Dealing with Your Emotions
As a new caregiver, you may be experiencing a wide range of emotions. In order to get through this time of transition, it is important that you understand and deal with them effectively.
You may experience:
- Depression and resentment over loss of income, social activities, freedom, privacy, companionship, sexuality, and loss of your loved one’s contributions;
- Anger and frustration with the illness/condition for forcing you into this new caregiver
- Role and for putting your future plans on hold;
- Anger and frustration with your family and friends who may have conflicting ideas about what you should be doing;
- Feelings of being alone and uncertainty about becoming a caregiver;
- Guilt for feeling angry and resentful when you are healthy and your loved one is ill or for not living up to unrealistic expectations.
You may feel:
- Good about the contribution that you are making, know that you are doing the best that you can and do not hold onto feelings of guilt as they only wear you down.
- Pride in all that you have accomplished.
- An improved ability to reach out and be sensitive to someone else’s needs.
- A new sense of strength in watching your family pull together.
- Pleasure in maintaining your loved one’s dignity and comfort.
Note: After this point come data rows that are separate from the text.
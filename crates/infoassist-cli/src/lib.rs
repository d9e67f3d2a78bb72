//! Information Assistant CLI library.
//!
//! Argument definitions, command implementations and error handling for the
//! `infoassist` binary.

pub mod cli;
pub mod commands;
pub mod error;

pub use error::CliError;
//! Locale-aware number, date and time formatting.
//!
//! Rendering is delegated to ICU4X, which carries the CLDR data for
//! separators, digit grouping, field order and the 12/24-hour clock. The
//! option structs here map the engine's Intl-style options onto ICU4X
//! formatters.

pub mod datetime;
pub mod number;

use icu::locale::{locale, Locale as IcuLocale};
use tracing::debug;

pub use datetime::{
    format_date, format_time, DateInput, DateTimeFormatOptions, MonthWidth, NumericWidth,
    TextWidth, INVALID_DATE,
};
pub use number::{format_number, NumberFormatOptions, NumberStyle};

/// Parse a locale tag for ICU4X. Unparsable tags format as English.
pub(crate) fn icu_locale(tag: &str) -> IcuLocale {
    tag.replace('_', "-").parse().unwrap_or_else(|e| {
        debug!(tag, error = ?e, "unparsable locale tag, formatting as English");
        locale!("en")
    })
}
//! `{name}` placeholder substitution.

use std::collections::HashMap;
use std::fmt::Display;
use std::sync::OnceLock;

use regex::{Captures, Regex};

/// Named values substituted into message templates.
#[derive(Debug, Clone, Default, PartialEq, Eq)]
pub struct Variables {
    values: HashMap<String, String>,
}

impl Variables {
    /// Create an empty variable set.
    pub fn new() -> Self {
        Self::default()
    }

    /// Set a variable. The value is stored in its display form.
    pub fn insert(&mut self, name: impl Into<String>, value: impl Display) {
        self.values.insert(name.into(), value.to_string());
    }

    /// Builder form of [`Variables::insert`].
    pub fn with(mut self, name: impl Into<String>, value: impl Display) -> Self {
        self.insert(name, value);
        self
    }

    pub fn get(&self, name: &str) -> Option<&str> {
        self.values.get(name).map(String::as_str)
    }

    pub fn len(&self) -> usize {
        self.values.len()
    }

    pub fn is_empty(&self) -> bool {
        self.values.is_empty()
    }
}

impl<K: Into<String>, V: Display> FromIterator<(K, V)> for Variables {
    fn from_iter<I: IntoIterator<Item = (K, V)>>(iter: I) -> Self {
        let mut vars = Self::new();
        for (name, value) in iter {
            vars.insert(name, value);
        }
        vars
    }
}

impl<K: Into<String>, V: Display, const N: usize> From<[(K, V); N]> for Variables {
    fn from(pairs: [(K, V); N]) -> Self {
        pairs.into_iter().collect()
    }
}

fn placeholder() -> &'static Regex {
    static PLACEHOLDER: OnceLock<Regex> = OnceLock::new();
    PLACEHOLDER.get_or_init(|| Regex::new(r"\{([A-Za-z0-9_]+)\}").expect("placeholder pattern is valid"))
}

/// Replace every `{name}` in `template` with the matching variable.
///
/// Placeholders without a matching variable are kept verbatim, so a
/// forgotten argument shows up as `{name}` in the UI instead of vanishing.
/// Substitution is a single pass; inserted values are never rescanned.
pub fn interpolate(template: &str, vars: &Variables) -> String {
    if vars.is_empty() || !template.contains('{') {
        return template.to_string();
    }

    placeholder()
        .replace_all(template, |caps: &Captures<'_>| match vars.get(&caps[1]) {
            Some(value) => value.to_string(),
            None => caps[0].to_string(),
        })
        .into_owned()
}
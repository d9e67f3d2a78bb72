//! Coverage command implementation.

use std::collections::BTreeMap;

use clap::Parser;

use crate::cli::{unsupported_locale, CommandContext, OutputFormat};
use crate::error::CliError;

/// Report keys a locale resolves only through the default locale
#[derive(Debug, Parser)]
pub struct CoverageCommand {
    /// Locale to check; all non-default locales when omitted
    #[arg(value_name = "LOCALE")]
    pub target: Option<String>,

    /// Exit with an error when any key is missing
    #[arg(long)]
    pub strict: bool,
}

impl CoverageCommand {
    pub fn execute(&self, ctx: &CommandContext) -> Result<(), CliError> {
        let report: BTreeMap<String, Vec<String>> = ctx.provider.with_engine(|i18n| {
            let locales: Vec<String> = match &self.target {
                Some(locale) => vec![locale.clone()],
                None => i18n
                    .supported_locales()
                    .into_iter()
                    .filter(|locale| locale != i18n.default_locale())
                    .collect(),
            };
            locales
                .into_iter()
                .filter(|locale| i18n.is_supported(locale))
                .map(|locale| {
                    let missing = i18n.missing_keys(&locale);
                    (locale, missing)
                })
                .collect()
        });

        if let Some(target) = &self.target {
            if !report.contains_key(target) {
                return Err(unsupported_locale(target, &ctx.provider));
            }
        }

        match ctx.format {
            OutputFormat::Text => {
                for (locale, missing) in &report {
                    println!("{locale}: {} missing", missing.len());
                    for key in missing {
                        println!("  {key}");
                    }
                }
            }
            OutputFormat::Json => println!("{}", serde_json::to_string_pretty(&report)?),
        }

        let total: usize = report.values().map(Vec::len).sum();
        if self.strict && total > 0 {
            return Err(CliError::validation(format!(
                "{total} key(s) missing a translation"
            )));
        }
        Ok(())
    }
}
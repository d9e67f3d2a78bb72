//! Catalog loading from YAML and JSON files.

use std::fs;
use std::path::{Path, PathBuf};

use tracing::debug;

use crate::{Catalog, I18nError, Locale};

const BUILTIN: [(&str, &str); 2] = [
    ("en", include_str!("../locales/en.yaml")),
    ("es", include_str!("../locales/es.yaml")),
];

/// Catalog file format.
#[derive(Debug, Clone, Copy, PartialEq, Eq)]
pub enum CatalogFormat {
    Yaml,
    Json,
}

impl CatalogFormat {
    /// Format implied by a file extension (`yaml`, `yml`, `json`).
    pub fn from_extension(extension: &str) -> Option<Self> {
        match extension.to_ascii_lowercase().as_str() {
            "yaml" | "yml" => Some(Self::Yaml),
            "json" => Some(Self::Json),
            _ => None,
        }
    }

    /// Format of a path, judged by its extension.
    pub fn from_path(path: &Path) -> Option<Self> {
        path.extension()
            .and_then(|ext| ext.to_str())
            .and_then(Self::from_extension)
    }

    /// Parse catalog text. The document root must be a mapping; an empty
    /// document is an empty catalog.
    pub fn parse(self, content: &str, origin: &Path) -> Result<Catalog, I18nError> {
        if content.trim().is_empty() {
            return Ok(Catalog::new());
        }

        let parsed: Result<Catalog, String> = match self {
            Self::Yaml => serde_yaml::from_str(content).map_err(|e| e.to_string()),
            Self::Json => serde_json::from_str(content).map_err(|e| e.to_string()),
        };

        match parsed {
            Ok(catalog @ Catalog::Node(_)) => Ok(catalog),
            Ok(Catalog::Leaf(_)) => Err(I18nError::ParseError {
                path: origin.to_path_buf(),
                message: "catalog root must be a mapping".to_string(),
            }),
            Err(message) => Err(I18nError::ParseError {
                path: origin.to_path_buf(),
                message,
            }),
        }
    }
}

/// Load a single catalog file.
pub fn load_catalog_file(path: impl AsRef<Path>) -> Result<Catalog, I18nError> {
    let path = path.as_ref();
    let format = CatalogFormat::from_path(path)
        .ok_or_else(|| I18nError::UnsupportedFormat(path.to_path_buf()))?;

    let content = fs::read_to_string(path).map_err(|source| I18nError::Io {
        path: path.to_path_buf(),
        source,
    })?;

    let catalog = format.parse(&content, path)?;
    debug!(path = %path.display(), templates = catalog.len(), "loaded catalog");
    Ok(catalog)
}

/// Load every `<locale>.<ext>` catalog in a directory, sorted by locale.
///
/// A missing directory yields no catalogs. Files with other extensions are
/// skipped. Two files for the same locale (`es.yaml` and `es.json`) are both
/// returned and merge on registration.
pub fn load_catalog_dir(dir: impl AsRef<Path>) -> Result<Vec<(Locale, Catalog)>, I18nError> {
    let dir = dir.as_ref();
    if !dir.exists() {
        debug!(dir = %dir.display(), "catalog directory does not exist");
        return Ok(Vec::new());
    }

    let io_error = |source| I18nError::Io {
        path: dir.to_path_buf(),
        source,
    };

    let mut paths: Vec<PathBuf> = Vec::new();
    for entry in fs::read_dir(dir).map_err(io_error)? {
        let path = entry.map_err(io_error)?.path();
        if path.is_file() && CatalogFormat::from_path(&path).is_some() {
            paths.push(path);
        } else {
            debug!(path = %path.display(), "skipping non-catalog entry");
        }
    }
    paths.sort();

    let mut catalogs = Vec::with_capacity(paths.len());
    for path in paths {
        let Some(locale) = path.file_stem().and_then(|stem| stem.to_str()) else {
            continue;
        };
        let locale = locale.to_string();
        catalogs.push((locale, load_catalog_file(&path)?));
    }
    Ok(catalogs)
}

/// The application's bundled catalogs.
pub fn builtin_catalogs() -> Result<Vec<(Locale, Catalog)>, I18nError> {
    BUILTIN
        .iter()
        .map(|(locale, content)| {
            let origin = PathBuf::from(format!("<builtin>/{locale}.yaml"));
            let catalog = CatalogFormat::Yaml.parse(content, &origin)?;
            Ok((locale.to_string(), catalog))
        })
        .collect()
}
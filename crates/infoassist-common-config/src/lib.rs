//! Configuration for Information Assistant.
//!
//! Settings live in `.infoassist/config.yaml` under a project directory.
//! Every section is optional; absent values take their defaults.

pub mod env;
pub mod loader;
pub mod types;

pub use env::*;
pub use loader::*;
pub use types::*;
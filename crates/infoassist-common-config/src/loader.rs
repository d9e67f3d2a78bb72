//! Configuration file loading and parsing.

use std::collections::HashSet;
use std::path::{Path, PathBuf};
use std::sync::OnceLock;

use regex::Regex;
use thiserror::Error;
use tracing::debug;

use crate::types::InfoAssistConfig;

/// Directory holding the config file, relative to the project directory.
pub const CONFIG_DIR: &str = ".infoassist";
/// Config file name inside [`CONFIG_DIR`].
pub const CONFIG_FILE: &str = "config.yaml";

/// Config loading errors.
#[derive(Debug, Error)]
pub enum ConfigError {
    #[error("config file not found: {path}")]
    NotFound { path: PathBuf },

    #[error("failed to read config: {source}")]
    ReadError {
        #[from]
        source: std::io::Error,
    },

    #[error("invalid YAML at line {}: {message}", line.map(|l| l.to_string()).unwrap_or_else(|| "unknown".to_string()))]
    ParseError { line: Option<usize>, message: String },

    #[error("validation error: {message}")]
    ValidationError { message: String },

    #[error("environment variable not found: {var}")]
    EnvVarNotFound { var: String },
}

fn env_reference() -> &'static Regex {
    static ENV_REFERENCE: OnceLock<Regex> = OnceLock::new();
    ENV_REFERENCE.get_or_init(|| Regex::new(r"\$\{([^}:]+)(?::-([^}]*))?\}").unwrap())
}

/// Configuration loader.
#[derive(Debug, Clone)]
pub struct ConfigLoader {
    base_path: PathBuf,
    config_path: PathBuf,
}

impl ConfigLoader {
    /// Create a loader for the given project directory.
    pub fn new(project_dir: impl AsRef<Path>) -> Self {
        let base_path = project_dir.as_ref().to_path_buf();
        let config_path = base_path.join(CONFIG_DIR).join(CONFIG_FILE);
        Self {
            base_path,
            config_path,
        }
    }

    /// Loader reading an explicit file. Relative paths inside the config
    /// resolve against the file's grandparent, matching the default layout.
    pub fn with_file(config_path: impl Into<PathBuf>) -> Self {
        let config_path = config_path.into();
        let base_path = config_path
            .parent()
            .and_then(Path::parent)
            .map(Path::to_path_buf)
            .unwrap_or_default();
        Self {
            base_path,
            config_path,
        }
    }

    pub fn config_path(&self) -> &Path {
        &self.config_path
    }

    /// Resolve a path from the config against the project directory.
    pub fn resolve(&self, path: &Path) -> PathBuf {
        if path.is_absolute() {
            path.to_path_buf()
        } else {
            self.base_path.join(path)
        }
    }

    /// Load configuration. A missing file yields the defaults.
    pub fn load(&self) -> Result<InfoAssistConfig, ConfigError> {
        if !self.config_path.exists() {
            debug!(path = %self.config_path.display(), "no config file, using defaults");
            return Ok(InfoAssistConfig::default());
        }

        let contents = std::fs::read_to_string(&self.config_path)?;
        let config = Self::parse(&contents)?;
        debug!(path = %self.config_path.display(), "loaded config");
        Ok(config)
    }

    /// Load configuration, failing if the file is absent.
    pub fn load_required(&self) -> Result<InfoAssistConfig, ConfigError> {
        if !self.config_path.exists() {
            return Err(ConfigError::NotFound {
                path: self.config_path.clone(),
            });
        }
        self.load()
    }

    /// Expand, parse and validate config text.
    pub fn parse(contents: &str) -> Result<InfoAssistConfig, ConfigError> {
        let expanded = expand_env_vars(contents)?;

        let config: InfoAssistConfig = if is_blank_document(&expanded) {
            InfoAssistConfig::default()
        } else {
            serde_yaml::from_str(&expanded).map_err(|e| ConfigError::ParseError {
                line: e.location().map(|l| l.line()),
                message: e.to_string(),
            })?
        };

        validate(&config)?;
        Ok(config)
    }
}

impl Default for ConfigLoader {
    fn default() -> Self {
        Self::new(std::env::current_dir().unwrap_or_default())
    }
}

/// Expand `${VAR}` and `${VAR:-default}` from the process environment.
pub fn expand_env_vars(content: &str) -> Result<String, ConfigError> {
    expand_with(content, |var| std::env::var(var).ok())
}

/// Expand `${VAR}` and `${VAR:-default}` using `lookup`.
///
/// Expansion is a single pass over the input; substituted values are not
/// expanded again.
pub fn expand_with(
    content: &str,
    lookup: impl Fn(&str) -> Option<String>,
) -> Result<String, ConfigError> {
    let mut result = String::with_capacity(content.len());
    let mut last = 0;

    for cap in env_reference().captures_iter(content) {
        let Some(full) = cap.get(0) else { continue };
        let var_name = &cap[1];

        let value = match (lookup(var_name), cap.get(2)) {
            (Some(value), _) => value,
            (None, Some(default)) => default.as_str().to_string(),
            (None, None) => {
                return Err(ConfigError::EnvVarNotFound {
                    var: var_name.to_string(),
                })
            }
        };

        result.push_str(&content[last..full.start()]);
        result.push_str(&value);
        last = full.end();
    }

    result.push_str(&content[last..]);
    Ok(result)
}

fn is_blank_document(contents: &str) -> bool {
    contents
        .lines()
        .map(str::trim)
        .all(|line| line.is_empty() || line.starts_with('#'))
}

/// Validate configuration values.
pub fn validate(config: &InfoAssistConfig) -> Result<(), ConfigError> {
    let i18n = &config.i18n;

    if i18n.default_locale.trim().is_empty() {
        return Err(ConfigError::ValidationError {
            message: "i18n.default_locale must not be empty".to_string(),
        });
    }

    let mut seen = HashSet::new();
    for locale in &i18n.supported_locales {
        if locale.trim().is_empty() {
            return Err(ConfigError::ValidationError {
                message: "i18n.supported_locales must not contain empty entries".to_string(),
            });
        }
        if !seen.insert(locale.as_str()) {
            return Err(ConfigError::ValidationError {
                message: format!("i18n.supported_locales lists '{locale}' twice"),
            });
        }
    }

    if !seen.contains(i18n.default_locale.as_str()) {
        return Err(ConfigError::ValidationError {
            message: format!(
                "i18n.default_locale '{}' is not in i18n.supported_locales",
                i18n.default_locale
            ),
        });
    }

    if i18n.storage_key.is_empty() {
        return Err(ConfigError::ValidationError {
            message: "i18n.storage_key must not be empty".to_string(),
        });
    }

    Ok(())
}

#[cfg(test)]
mod tests {
    use super::*;
    use crate::types::LogFormatSetting;
    use std::collections::HashMap;
    use std::fs;
    use tempfile::tempdir;

    fn lookup_from(pairs: &[(&str, &str)]) -> impl Fn(&str) -> Option<String> {
        let map: HashMap<String, String> = pairs
            .iter()
            .map(|(k, v)| (k.to_string(), v.to_string()))
            .collect();
        move |var: &str| map.get(var).cloned()
    }

    #[test]
    fn test_load_defaults_when_no_file() {
        let dir = tempdir().unwrap();
        let loader = ConfigLoader::new(dir.path());
        let config = loader.load().unwrap();
        assert_eq!(config, InfoAssistConfig::default());
    }

    #[test]
    fn test_load_required_reports_missing_file() {
        let dir = tempdir().unwrap();
        let loader = ConfigLoader::new(dir.path());
        assert!(matches!(
            loader.load_required(),
            Err(ConfigError::NotFound { .. })
        ));
    }

    #[test]
    fn test_load_config_from_yaml_file() {
        let dir = tempdir().unwrap();
        let config_dir = dir.path().join(CONFIG_DIR);
        fs::create_dir_all(&config_dir).unwrap();

        let config_content = r#"
i18n:
  default_locale: es
  supported_locales: [es, en, fr]
  catalog_dir: locales
logging:
  level: debug
  format: compact
"#;
        fs::write(config_dir.join(CONFIG_FILE), config_content).unwrap();

        let loader = ConfigLoader::new(dir.path());
        let config = loader.load().unwrap();

        assert_eq!(config.i18n.default_locale, "es");
        assert_eq!(config.i18n.supported_locales, vec!["es", "en", "fr"]);
        assert_eq!(config.i18n.catalog_dir, Some(PathBuf::from("locales")));
        assert_eq!(config.logging.level, "debug");
        assert_eq!(config.logging.format, LogFormatSetting::Compact);

        assert_eq!(config.i18n.storage_key, "info-assistant-locale");
        assert_eq!(
            loader.resolve(config.i18n.catalog_dir.as_deref().unwrap()),
            dir.path().join("locales")
        );
    }

    #[test]
    fn test_empty_file_is_default() {
        assert_eq!(
            ConfigLoader::parse("\n# nothing here\n").unwrap(),
            InfoAssistConfig::default()
        );
    }

    #[test]
    fn test_env_var_expansion() {
        let lookup = lookup_from(&[("LOCALE", "es"), ("PREFIX", "info"), ("SUFFIX", "assist")]);

        assert_eq!(expand_with("key: ${LOCALE}", &lookup).unwrap(), "key: es");
        assert_eq!(
            expand_with("key: ${PREFIX}-${SUFFIX}", &lookup).unwrap(),
            "key: info-assist"
        );
        assert_eq!(
            expand_with("key: ${NONEXISTENT:-default}", &lookup).unwrap(),
            "key: default"
        );
    }

    #[test]
    fn test_env_var_values_not_rescanned() {
        let lookup = lookup_from(&[("A", "${B}"), ("B", "nope")]);
        assert_eq!(expand_with("x: ${A}", lookup).unwrap(), "x: ${B}");
    }

    #[test]
    fn test_env_var_missing_error() {
        let result = expand_with("key: ${MISSING_VAR}", |_| None);
        match result.unwrap_err() {
            ConfigError::EnvVarNotFound { var } => assert_eq!(var, "MISSING_VAR"),
            other => panic!("Expected EnvVarNotFound error, got {other:?}"),
        }
    }

    #[test]
    fn test_env_var_expansion_from_process_env() {
        std::env::set_var("INFOASSIST_TEST_DEFAULT_LOCALE", "es");
        let config = ConfigLoader::parse(
            "i18n:\n  default_locale: ${INFOASSIST_TEST_DEFAULT_LOCALE}\n  storage_key: ${INFOASSIST_TEST_KEY:-custom-key}\n",
        )
        .unwrap();
        std::env::remove_var("INFOASSIST_TEST_DEFAULT_LOCALE");

        assert_eq!(config.i18n.default_locale, "es");
        assert_eq!(config.i18n.storage_key, "custom-key");
    }

    #[test]
    fn test_validation_errors() {
        let expect_validation = |config: &InfoAssistConfig, needle: &str| match validate(config) {
            Err(ConfigError::ValidationError { message }) => {
                assert!(message.contains(needle), "{message}")
            }
            other => panic!("Expected ValidationError, got {other:?}"),
        };

        let mut config = InfoAssistConfig::default();
        config.i18n.default_locale = " ".to_string();
        expect_validation(&config, "default_locale must not be empty");

        let mut config = InfoAssistConfig::default();
        config.i18n.default_locale = "fr".to_string();
        expect_validation(&config, "is not in i18n.supported_locales");

        let mut config = InfoAssistConfig::default();
        config.i18n.supported_locales.push("es".to_string());
        expect_validation(&config, "'es' twice");

        let mut config = InfoAssistConfig::default();
        config.i18n.supported_locales.push(String::new());
        expect_validation(&config, "empty entries");

        let mut config = InfoAssistConfig::default();
        config.i18n.storage_key.clear();
        expect_validation(&config, "storage_key");

        assert!(validate(&InfoAssistConfig::default()).is_ok());
    }

    #[test]
    fn test_parse_error_with_line_number() {
        let bad_yaml = r#"
i18n:
  default_locale: en
  supported_locales: [unclosed
"#;
        match ConfigLoader::parse(bad_yaml).unwrap_err() {
            ConfigError::ParseError { line, .. } => assert!(line.is_some()),
            other => panic!("Expected ParseError with line number, got {other:?}"),
        }
    }

    #[test]
    fn test_explicit_file_location() {
        let dir = tempdir().unwrap();
        let path = dir.path().join("conf").join("custom.yaml");
        fs::create_dir_all(path.parent().unwrap()).unwrap();
        fs::write(&path, "i18n:\n  state_file: state.json\n").unwrap();

        let loader = ConfigLoader::with_file(&path);
        let config = loader.load().unwrap();
        assert_eq!(loader.config_path(), path.as_path());
        assert_eq!(loader.resolve(&config.i18n.state_file), dir.path().join("state.json"));
    }
}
- Gratitude for the blessing of having developed a closer more intimate relationship with the person you are caring for.
As you can see, your feelings can be very complicated and overwhelming. The first step in dealing with them is to allow yourself to feel and express the full range of your emotions. They are all valid. Denying your feelings most often leads to negative outcomes. Caregivers need to express their feelings in a safe environment where they will not be judged. Only by acknowledging and expressing feelings openly can we begin to deal with them.
What can you do to help yourself deal with these emotions?
- Accept your emotions for what they are.
- Find support that works for you such as
- Talking to your case manager, therapist, social worker, physician;
- Talking to another caregiver;
- Getting help from community resources; or
- Talking to friends, family members or spiritual advisor you are close to.
Be open to expressing your feelings in other ways too. Paint, pray, sing, cry, laugh, write or exercise. Release your feelings in a way that best suits you.